We want to work towards a world in which the alignment problem is a mainstream concern among ML researchers. An important part of this is popularizing alignment-related concepts within the ML community. Here's a few recent examples:

  • Reward hacking / misspecification (blog post)
  • Convergent instrumental goals (paper)
  • Objective robustness (paper)
  • Assistance (paper)

(I'm sure this list is missing many examples; let me know if there are any in particular I should include).

Meanwhile, there are many other things that alignment researchers have been thinking about that are not well known within the ML community. Which concepts would you most want to be more widely known / understood?

New Answer
New Comment

4 Answers sorted by

This is kind of vague, but I have this sense that almost everybody doing RL and related research takes the notion of "agent" for granted, as if it's some metaphysical primitive*, as opposed to being a (very) leaky abstraction that exists in the world models of humans. But I don't think the average alignment researcher has much better intuitions about agency, either, to be honest, even though some spend time thinking about things like embedded agency. It's hard to think meaningfully about the illusoriness of the Cartesian boundary when you still live 99% of your life and think 99% of your thoughts as if you were a Cartesian agent, fully "in control" of your choices, thoughts, and actions.
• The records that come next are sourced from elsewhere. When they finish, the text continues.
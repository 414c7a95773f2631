//! Job and sub job catalog

use serde::{Deserialize, Serialize};
use wms_core::messages;
use wms_core::model::{Description, JobName, SubJobName};

use super::{ServiceContext, ServiceError};
use crate::db::repos::{JobType, JobTypeRepo, SubJobRepo, SubJobType};
use crate::db::DbError;

#[derive(Debug, Clone, Deserialize)]
pub struct SubJobInput {
    pub main_job_id: i64,
    pub sub_job_name: String,
    pub description: Option<String>,
}

#[derive(Debug, Clone, Deserialize)]
pub struct SubJobUpdate {
    pub sub_job_name: String,
    pub description: Option<String>,
}

/// What deleting a sub job actually did
#[derive(Debug, Clone, Copy, PartialEq, Eq, Serialize)]
#[serde(rename_all = "snake_case")]
pub enum SubJobRemoval {
    /// Scans reference it, so it was only deactivated
    Deactivated,
    Deleted,
}

pub struct JobService<'a> {
    ctx: ServiceContext<'a>,
}

impl<'a> JobService<'a> {
    pub fn new(ctx: ServiceContext<'a>) -> Self {
        Self { ctx }
    }

    pub async fn list(&self) -> Result<Vec<JobType>, ServiceError> {
        Ok(JobTypeRepo::new(self.ctx.pool).list().await?)
    }

    pub async fn get(&self, id: i64) -> Result<JobType, ServiceError> {
        JobTypeRepo::new(self.ctx.pool)
            .find(id)
            .await?
            .ok_or_else(|| ServiceError::not_found(messages::job_not_found(id)))
    }

    pub async fn create(&self, name: &str) -> Result<JobType, ServiceError> {
        let name = JobName::new(name)?;
        match JobTypeRepo::new(self.ctx.pool).create(name.as_str()).await {
            Ok(job) => {
                tracing::info!(id = job.id, name = %job.job_name, "job type created");
                Ok(job)
            }
            Err(e) if e.is_unique_violation() => {
                Err(ServiceError::conflict(messages::job_name_taken(name.as_str())))
            }
            Err(e) => Err(e.into()),
        }
    }

    pub async fn rename(&self, id: i64, name: &str) -> Result<JobType, ServiceError> {
        let name = JobName::new(name)?;
        match JobTypeRepo::new(self.ctx.pool).rename(id, name.as_str()).await {
            Ok(job) => {
                tracing::info!(id, name = %job.job_name, "job type renamed");
                Ok(job)
            }
            Err(e) if e.is_unique_violation() => {
                Err(ServiceError::conflict(messages::job_name_taken(name.as_str())))
            }
            Err(DbError::NotFound { .. }) => {
                Err(ServiceError::not_found(messages::job_not_found(id)))
            }
            Err(e) => Err(e.into()),
        }
    }

    /// Delete a job type. Refused while scans reference it.
    pub async fn delete(&self, id: i64) -> Result<(), ServiceError> {
        let repo = JobTypeRepo::new(self.ctx.pool);
        let job = self.get(id).await?;

        let scans = repo.scan_count(id).await?;
        if scans > 0 {
            return Err(ServiceError::conflict(messages::job_in_use(&job.job_name, scans)));
        }

        match repo.delete(id).await {
            Ok(true) => {
                tracing::info!(id, name = %job.job_name, "job type deleted");
                Ok(())
            }
            Ok(false) => Err(ServiceError::not_found(messages::job_not_found(id))),
            // A scan landed between the count and the delete
            Err(e) if e.is_foreign_key_violation() => {
                Err(ServiceError::conflict(messages::job_in_use(&job.job_name, 1)))
            }
            Err(e) => Err(e.into()),
        }
    }

    pub async fn sub_jobs(
        &self,
        main_job_id: i64,
        include_inactive: bool,
    ) -> Result<Vec<SubJobType>, ServiceError> {
        self.get(main_job_id).await?;
        Ok(SubJobRepo::new(self.ctx.pool)
            .list_by_job(main_job_id, include_inactive)
            .await?)
    }

    pub async fn all_sub_jobs(&self) -> Result<Vec<SubJobType>, ServiceError> {
        Ok(SubJobRepo::new(self.ctx.pool).list_all().await?)
    }

    pub async fn create_sub_job(&self, input: &SubJobInput) -> Result<SubJobType, ServiceError> {
        let name = SubJobName::new(&input.sub_job_name)?;
        let description = Description::new(input.description.as_deref())?;
        self.get(input.main_job_id).await?;

        match SubJobRepo::new(self.ctx.pool)
            .create(input.main_job_id, name.as_str(), description.as_deref())
            .await
        {
            Ok(sub) => {
                tracing::info!(id = sub.id, main_job_id = sub.main_job_id, name = %sub.sub_job_name, "sub job created");
                Ok(sub)
            }
            Err(e) if e.is_unique_violation() => {
                Err(ServiceError::conflict(messages::sub_job_name_taken(name.as_str())))
            }
            Err(e) => Err(e.into()),
        }
    }

    pub async fn update_sub_job(
        &self,
        id: i64,
        update: &SubJobUpdate,
    ) -> Result<SubJobType, ServiceError> {
        let name = SubJobName::new(&update.sub_job_name)?;
        let description = Description::new(update.description.as_deref())?;

        match SubJobRepo::new(self.ctx.pool)
            .update(id, name.as_str(), description.as_deref())
            .await
        {
            Ok(sub) => Ok(sub),
            Err(e) if e.is_unique_violation() => {
                Err(ServiceError::conflict(messages::sub_job_name_taken(name.as_str())))
            }
            Err(DbError::NotFound { .. }) => {
                Err(ServiceError::not_found(messages::sub_job_not_found(id)))
            }
            Err(e) => Err(e.into()),
        }
    }

    /// Delete a sub job, or only deactivate it when scans reference it.
    pub async fn delete_sub_job(&self, id: i64) -> Result<SubJobRemoval, ServiceError> {
        let repo = SubJobRepo::new(self.ctx.pool);
        repo.find(id)
            .await?
            .ok_or_else(|| ServiceError::not_found(messages::sub_job_not_found(id)))?;

        if repo.scan_count(id).await? > 0 {
            repo.set_active(id, false).await?;
            tracing::info!(id, "sub job deactivated (referenced by scans)");
            return Ok(SubJobRemoval::Deactivated);
        }

        match repo.delete(id).await {
            Ok(_) => {
                tracing::info!(id, "sub job deleted");
                Ok(SubJobRemoval::Deleted)
            }
            Err(e) if e.is_foreign_key_violation() => {
                repo.set_active(id, false).await?;
                Ok(SubJobRemoval::Deactivated)
            }
            Err(e) => Err(e.into()),
        }
    }

    pub async fn activate_sub_job(&self, id: i64) -> Result<SubJobType, ServiceError> {
        match SubJobRepo::new(self.ctx.pool).set_active(id, true).await {
            Ok(sub) => Ok(sub),
            Err(DbError::NotFound { .. }) => {
                Err(ServiceError::not_found(messages::sub_job_not_found(id)))
            }
            Err(e) => Err(e.into()),
        }
    }
}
(*Not that "agent" couldn't, in fact, be a metaphysical primitive, just that such "agents" are hardly "agents" in the way most people consider humans to "be agents" [and, equally importantly, other things, like thermostats and quarks, to "not be agents"].)

Inner vs. outer alignment, mesa-optimizers

Saints vs. Schemers vs. Sycophants as different kinds of trained models / policies we might get. (I'm drawing from Ajeya's post here).

There are more academic-sounding terms for these concepts too, I forget where, probably in Paul's posts about "the intended model" vs. "the instrumental policy" and stuff like that.

Human values exist within human-scale models of the world.